Sometimes I feel like Alice in Wonderland, staring into distorting mirrors. The ongoing fight over Plan B has again precipitated this disquieting feeling. There is such a disconnect between some stated outcomes that are claimed as being desirable and actions that don’t support that. In this case, probably most people would agree that elective abortions are unfortunate and not a desirable outcome.
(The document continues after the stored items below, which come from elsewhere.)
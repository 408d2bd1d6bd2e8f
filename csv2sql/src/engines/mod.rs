//! Query engines: SQL dialects the converter can render.
//!
//! An engine supplies its default type pattern and writes the two statement
//! groups of a dump: the schema (`CREATE TABLE`) and the data load.

use std::fmt;
use std::io::Write;
use std::str::FromStr;

use crate::document::TypePatternSpec;
use crate::error::{Csv2SqlError, Result};

pub mod postgresql;

pub use postgresql::PostgreSql;

/// Row stream consumed by [`QueryEngine::write_insert_statement`].
pub type RowIter<'a> = dyn Iterator<Item = Result<Vec<String>>> + 'a;

/// A SQL dialect.
pub trait QueryEngine: Send + Sync {
    /// Name used to select the engine on the command line.
    fn name(&self) -> &'static str;

    /// Returns a fresh copy of the engine's default type pattern.
    fn type_patterns(&self) -> Vec<TypePatternSpec>;

    /// Writes the table definition for `columns`, given as `(name, type)` pairs.
    ///
    /// With `rebuild`, the definition is preceded by a statement dropping any
    /// existing table.
    fn write_schema_statement(
        &self,
        out: &mut dyn Write,
        table_name: &str,
        columns: &[(String, String)],
        rebuild: bool,
    ) -> Result<()>;

    /// Writes the statements loading `rows` into the table.
    ///
    /// With `rebuild`, the load is preceded by a statement emptying the table.
    fn write_insert_statement(
        &self,
        out: &mut dyn Write,
        table_name: &str,
        rows: &mut RowIter<'_>,
        null_value: &str,
        rebuild: bool,
    ) -> Result<()>;
}

/// Engines selectable by name.
#[derive(Debug, Clone, Copy, PartialEq, Eq, Default)]
pub enum EngineKind {
    /// PostgreSQL, loaded through `psql`
    #[default]
    Psql,
}

impl EngineKind {
    /// Every engine name, in the order they are listed to users.
    pub const NAMES: &'static [&'static str] = &["psql"];

    /// Returns the engine implementation.
    pub fn engine(self) -> &'static dyn QueryEngine {
        match self {
            EngineKind::Psql => &PostgreSql,
        }
    }

    pub fn as_str(self) -> &'static str {
        self.engine().name()
    }
}

impl fmt::Display for EngineKind {
    fn fmt(&self, f: &mut fmt::Formatter<'_>) -> fmt::Result {
        f.write_str(self.as_str())
    }
}

impl FromStr for EngineKind {
    type Err = Csv2SqlError;

    fn from_str(name: &str) -> Result<Self> {
        match name {
            "psql" => Ok(EngineKind::Psql),
            other => Err(Csv2SqlError::configuration(format!(
                "Unknown query engine `{other}`, expected one of: {}",
                Self::NAMES.join(", ")
            ))),
        }
    }
}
But how different sides would approach this problem are at polar opposites.

For example, conservative folks on the political right are using draconian measures of banning abortions—even if the mother’s life is at risk—and attacking clinics and murdering health care workers, at the same time as euphemistically proclaiming themselves “pro-life.” Small government proponents want to insert themselves into every aspect of a woman’s life and health, including via intrusive, medically unnecessary vaginal ultrasounds, psychological duress, and insanely stupid debates about legitimate rape. In contrast, many of us who are more liberal, focus our efforts on reducing the need for abortion, aiming to achieve this goal by providing education and family planning services.

Also, on the one hand, we are asking physicians to practice more evidence-based medicine, at the same time as, in the area of women’s reproduction at least, politicians are tying their hands.

Memorial rally in Dublin for Savita Halappanavar and women's rights

This issue has resurfaced in recent weeks, first with the tragic and senseless death of Savita Halappanavar, a 31 year old Hindu woman who had the misfortune to have a miscarriage “treated” in an Irish hospital imposing barbaric and antiquated Catholic doctrines on her. As well described by Dr. Jen Gunter, physicians did not perform a medically necessary abortion on a non-viable fetus, instead choosing to let a woman die painfully and needlessly from overwhelming sepsis.

Last week, the The American College of Obstetricians and Gynecologists called for birth control pills to be sold over the counter, noting that the cost and difficulty of seeing a physician to obtain a prescription is a major barrier to use of contraception.

This week, Plan B is again making headlines, as the American Academy of Pediatrics (AAP) just recommended that pediatricians provide prescriptions for Plan B to teenagers to have on hand “just in case.” Don’t get me wrong—I think this is a great step forward for health care for teens. But it falls short of what is rational, evidence-based, and necessary practically.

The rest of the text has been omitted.